ECLI:NL:HR:2020:133

Hoge Raad

Datum uitspraak
28 januari 2020
Publicatiedatum
28 januari 2020
Zaaknummer
19/03009
Instantie
Hoge Raad
Type
Uitspraak
Rechtsgebied
Strafrecht
Procedures
  • Cassatie
Vindplaatsen
  • Rechtspraak.nl
AI samenvatting door LexboostAutomatisch gegenereerd

Uitlevering van een Rwandese nationaliteit wegens verdenking van betrokkenheid bij genocide

In deze zaak heeft de Hoge Raad op 28 januari 2020 uitspraak gedaan in het beroep in cassatie tegen een beslissing van de rechtbank Den Haag van 23 mei 2019. Het betreft een verzoek tot uitlevering van een opgeëiste persoon met de Rwandese nationaliteit, die wordt verdacht van betrokkenheid bij genocide in Rwanda in 1994. De Hoge Raad heeft zich in deze uitspraak gebogen over de vraag of het Genocideverdrag de vereiste verdragsgrondslag biedt voor uitlevering in het kader van misdrijven tegen de menselijkheid. Daarnaast werd er een beroep gedaan op een dreigende flagrante schending van artikel 6 van het Europees Verdrag voor de Rechten van de Mens (EVRM). De Hoge Raad heeft de cassatiemiddelen beoordeeld en geconcludeerd dat de klachten over de uitspraak van de rechtbank niet kunnen leiden tot vernietiging van die uitspraak. De Hoge Raad heeft geen verdere motivering gegeven, aangezien het niet nodig was om vragen te beantwoorden die van belang zijn voor de eenheid of de ontwikkeling van het recht, zoals vermeld in artikel 81 lid 1 van de Wet op de rechterlijke organisatie. Uiteindelijk heeft de Hoge Raad het beroep verworpen.

Uitspraak

HOGE RAAD DER NEDERLANDEN
STRAFKAMER
Nummer19/03009 U
Datum28 januari 2020
ARREST
op het beroep in cassatie tegen een uitspraak van de rechtbank Den Haag van 23 mei 2019, nummer [001] , op een verzoek van de Republiek Rwanda tot uitlevering
van
[opgeëiste persoon] ,
geboren te [geboorteplaats] op [geboortedatum] 1949,
hierna: de opgeëiste persoon.

1.Procesverloop in cassatie

Het beroep is ingesteld door de opgeëiste persoon. Namens deze heeft J.P.W. Temminck Tuinstra, advocaat te Amsterdam, bij schriftuur cassatiemiddelen voorgesteld. De schriftuur is aan dit arrest gehecht en maakt daarvan deel uit.
De advocaat-generaal A.E. Harteveld heeft geconcludeerd tot verwerping van het beroep.
De raadsvrouw heeft daarop schriftelijk gereageerd.

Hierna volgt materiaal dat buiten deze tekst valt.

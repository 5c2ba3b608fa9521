/// Frame reader: pulls frames off a byte stream and validates them.
///
/// The header length is checked before any payload buffer exists, so a
/// corrupt or hostile header can never trigger an oversized allocation.
/// Read timeouts on the socket are retried; between frames they also give
/// the reader a chance to notice the stop signal.

use std::io::{self, Read};

use bytes::Bytes;
use tracing::trace;

use crate::error::{Result, StreamError};
use crate::protocol::{Frame, HEADER_SIZE, decode_header};
use crate::stop::StopSignal;

pub struct FrameReader<R> {
    inner: R,
    stop: StopSignal,
}

impl<R: Read> FrameReader<R> {
    pub fn new(inner: R, stop: StopSignal) -> Self {
        Self { inner, stop }
    }

    /// Read the next frame.
    ///
    /// Returns `Ok(None)` when the peer closed cleanly on a frame boundary.
    /// A close anywhere inside a frame is [`StreamError::Truncated`] and
    /// the partial frame is dropped.
    pub fn receive_frame(&mut self) -> Result<Option<Frame>> {
        let mut header = [0u8; HEADER_SIZE];
        let got = self.fill(&mut header, true)?;
        if got == 0 {
            return Ok(None);
        }
        if got < HEADER_SIZE {
            return Err(StreamError::Truncated {
                expected: HEADER_SIZE,
                received: got,
            });
        }

        let hdr = decode_header(&header);
        if !hdr.has_valid_length() {
            return Err(StreamError::InvalidLength {
                sequence: hdr.sequence,
                length: hdr.length,
            });
        }

        let len = hdr.length as usize;
        let mut payload = vec![0u8; len];
        let got = self.fill(&mut payload, false)?;
        if got < len {
            return Err(StreamError::Truncated {
                expected: len,
                received: got,
            });
        }

        trace!(sequence = hdr.sequence, len, "frame read");
        Ok(Some(Frame {
            sequence: hdr.sequence,
            payload: Bytes::from(payload),
        }))
    }

    /// Read until `buf` is full or the peer closes. Returns the byte count.
    fn fill(&mut self, buf: &mut [u8], at_boundary: bool) -> Result<usize> {
        let mut filled = 0;
        while filled < buf.len() {
            match self.inner.read(&mut buf[filled..]) {
                Ok(0) => break,
                Ok(n) => filled += n,
                Err(e) if e.kind() == io::ErrorKind::Interrupted => {}
                Err(e)
                    if e.kind() == io::ErrorKind::WouldBlock
                        || e.kind() == io::ErrorKind::TimedOut =>
                {
                    if at_boundary && filled == 0 && self.stop.is_stopped() {
                        return Err(StreamError::Stopped);
                    }
                }
                Err(e) => return Err(e.into()),
            }
        }
        Ok(filled)
    }

    pub fn get_ref(&self) -> &R {
        &self.inner
    }

    pub fn into_inner(self) -> R {
        self.inner
    }
}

2.Beoordeling van de cassatiemiddelen

De Hoge Raad heeft de klachten over de uitspraak van de rechtbank beoordeeld. De uitkomst hiervan is dat deze klachten niet kunnen leiden tot vernietiging van die uitspraak. De Hoge Raad hoeft niet te motiveren waarom hij tot dit oordeel is gekomen. Bij de beoordeling van deze klachten is het namelijk niet nodig om antwoord te geven op vragen die van belang zijn voor de eenheid of de ontwikkeling van het recht (zie artikel 81 lid 1 van de Wet op de rechterlijke organisatie).

3.Beslissing

De Hoge Raad verwerpt het beroep.
Dit arrest is gewezen door de vice-president J. de Hullu als voorzitter, en de raadsheren Y. Buruma en M.J. Borgers, in bijzijn van de waarnemend griffier E. Schnetz, en uitgesproken ter openbare terechtzitting van
28 januari 2020.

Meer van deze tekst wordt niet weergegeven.